Prep Time10 minutes mins
Cook Time30 minutes mins
Total Time40 minutes mins
Course: Side Dish, Sides
Cuisine: American
Diet: Gluten Free, Vegan, Vegetarian
Servings: 4 servings
Calories: 133kcal
- 1 pound green beans stem ends trimmed
- 4-5 large carrots about 1 pound, sliced on the diagonal into ½-inch rounds
- 2 tablespoons oil any oil of choice
- 1½ teaspoons garlic powder
- 1½ teaspoons onion powder
- 1 teaspoon kosher salt
- ¼ teaspoon black pepper
Prep. Preheat oven to 400°F. Line a large sheet pan with parchment paper. Trim green beans and slice carrots on the diagonal into ½-inch rounds.

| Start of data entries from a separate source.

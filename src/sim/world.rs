//! Treadmill-space world geometry and decorative actors
//!
//! The level records platforms in absolute (level-space) coordinates; this
//! module owns their world-space counterparts, which the treadmill drags
//! left every tick. Birds and markers are purely decorative: they draw from
//! the cosmetic RNG stream so spawning or skipping them never perturbs the
//! gameplay stream that shapes the level.

use glam::DVec3;
use rand::Rng;
use rand_pcg::Pcg32;

use super::collision::Aabb;
use super::level::Platform;
use crate::assets::{SoundCue, SoundKey};
use crate::consts::{PLATFORM_DEPTH, PLATFORM_HALF_Z};
use crate::scene::{ObjectId, ObjectKind, SceneOp};

/// World x below which a standing bird takes off
const BIRD_STARTLE_X: f64 = 8.0;

/// A platform's collision volume in world space
#[derive(Debug, Clone, Copy, PartialEq)]
pub struct PlatformCollider {
    pub id: ObjectId,
    pub bounds: Aabb,
}

/// Decorative marker that rides the treadmill and spins in place
#[derive(Debug, Clone, Copy, PartialEq)]
pub struct Marker {
    pub id: ObjectId,
    pub position: DVec3,
    /// Accumulated y rotation, radians
    pub spin: f64,
}

/// A crow perched on a platform. Stands until the treadmill carries it
/// close to the player, then flies up and away until it leaves the screen.
#[derive(Debug, Clone, Copy, PartialEq)]
pub struct Bird {
    pub id: ObjectId,
    pub position: DVec3,
    direction: DVec3,
    speed: f64,
    flying: bool,
    detune: f32,
}

impl Bird {
    #[inline]
    pub fn is_flying(&self) -> bool {
        self.flying
    }
}

/// All world-space objects plus the queue of scene mutations produced
/// while mutating them. Insertion order is the iteration order everywhere.
#[derive(Debug, Clone, Default)]
pub struct World {
    next_id: u32,
    pub platforms: Vec<PlatformCollider>,
    pub markers: Vec<Marker>,
    pub birds: Vec<Bird>,
    scene_ops: Vec<SceneOp>,
}

impl World {
    pub fn new() -> Self {
        Self::default()
    }

    fn alloc_id(&mut self) -> ObjectId {
        let id = ObjectId(self.next_id);
        self.next_id += 1;
        id
    }

    /// Place a platform's collision volume, shifted by how far the
    /// treadmill has already travelled. The volume extends well below the
    /// top surface so the player cannot tunnel under a ledge.
    pub fn spawn_platform(&mut self, platform: &Platform, travel: f64) -> ObjectId {
        let id = self.alloc_id();
        let x = platform.position - travel;
        let half_w = platform.width * 0.5;

        self.platforms.push(PlatformCollider {
            id,
            bounds: Aabb::new(
                DVec3::new(x - half_w, platform.height - PLATFORM_DEPTH, -PLATFORM_HALF_Z),
                DVec3::new(x + half_w, platform.height, PLATFORM_HALF_Z),
            ),
        });

        // Renderable counterpart: a unit box stretched over the volume,
        // centered halfway down it.
        self.scene_ops.push(SceneOp::Add {
            id,
            kind: ObjectKind::Platform,
            position: DVec3::new(x, platform.height * 0.5 - PLATFORM_DEPTH * 0.5, 0.0),
            scale: DVec3::new(platform.width, platform.height + PLATFORM_DEPTH, 1.0),
        });
        id
    }

    pub fn spawn_marker(&mut self, position: DVec3) -> ObjectId {
        let id = self.alloc_id();
        self.markers.push(Marker {
            id,
            position,
            spin: 0.0,
        });
        self.scene_ops.push(SceneOp::Add {
            id,
            kind: ObjectKind::Marker,
            position,
            scale: DVec3::ONE,
        });
        id
    }

    /// Perch a bird at a world position. Flight direction, speed and flap
    /// pitch all come from the cosmetic stream.
    pub fn spawn_bird(&mut self, position: DVec3, cosmetic: &mut Pcg32) -> ObjectId {
        let id = self.alloc_id();

        let speed = cosmetic.random_range(10.0..14.0);
        let detune = (cosmetic.random::<f32>() * 2.0 - 1.0) * 100.0;
        let sign = (cosmetic.random::<f64>() * 2.0 - 1.0).signum();
        let x_dir = cosmetic.random_range(0.25..0.5) * sign;
        let direction = DVec3::new(x_dir, 0.5, 0.0).normalize();

        self.birds.push(Bird {
            id,
            position,
            direction,
            speed,
            flying: false,
            detune,
        });
        self.scene_ops.push(SceneOp::Add {
            id,
            kind: ObjectKind::Bird,
            position,
            // Negative x scale mirrors the sprite to face flight direction
            scale: DVec3::new(sign, 1.0, 1.0),
        });
        id
    }

    /// Drag everything left with the treadmill. Markers also accrue spin.
    pub fn shift(&mut self, delta: f64, dt: f64) {
        let offset = DVec3::new(-delta, 0.0, 0.0);
        for platform in &mut self.platforms {
            platform.bounds = platform.bounds.translated(offset);
        }
        for marker in &mut self.markers {
            marker.position.x -= delta;
            marker.spin += dt;
        }
        for bird in &mut self.birds {
            bird.position.x -= delta;
        }
    }

    /// Advance bird behavior: startle perched birds near the player, move
    /// airborne ones, and drop any that flew off the top of the screen.
    /// Removal is a retain pass after movement, so indices stay stable
    /// while iterating.
    pub fn update_birds(&mut self, dt: f64, view_size: f64, cues: &mut Vec<SoundCue>) {
        for bird in &mut self.birds {
            if !bird.flying {
                if bird.position.x < BIRD_STARTLE_X {
                    bird.flying = true;
                    cues.push(SoundCue::detuned(SoundKey::BirdFlap, bird.detune));
                }
                // Takes off next tick; no movement on the startle frame
                continue;
            }
            bird.position += bird.direction * (bird.speed * dt);
        }

        let ops = &mut self.scene_ops;
        self.birds.retain(|bird| {
            let keep = bird.position.y < view_size;
            if !keep {
                ops.push(SceneOp::Remove { id: bird.id });
            }
            keep
        });
    }

    /// Take the scene mutations queued since the last drain, in order
    pub fn drain_scene_ops(&mut self) -> Vec<SceneOp> {
        std::mem::take(&mut self.scene_ops)
    }
}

Season. Add green beans and carrots to the pan. In a small bowl, mix garlic powder, onion powder, salt, and pepper. Drizzle vegetables with oil, sprinkle with seasoning mixture, and toss to coat evenly.
1 pound green beans, 4-5 large carrots, 2 tablespoons oil, 1½ teaspoons garlic powder, 1½ teaspoons onion powder, 1 teaspoon kosher salt, ¼ teaspoon black pepper
Roast. Spread vegetables in a single layer (use two pans if needed). Roast for 30 minutes, tossing halfway through, until green beans are tender with lightly charred spots and carrots are tender.
Serve. Taste and adjust seasoning. Transfer to a serving dish and enjoy warm!
- Don't overcrowd! Spread veggies in a single layer for the best roasting. Use two sheet pans if your pan looks too full.
- For softer carrots: Roast the carrots alone for 10 minutes first, then add the green beans and continue roasting together for 25-30 minutes.
- Salt. This recipe uses Diamond Crystal kosher salt. If using Morton's or table salt, reduce by half.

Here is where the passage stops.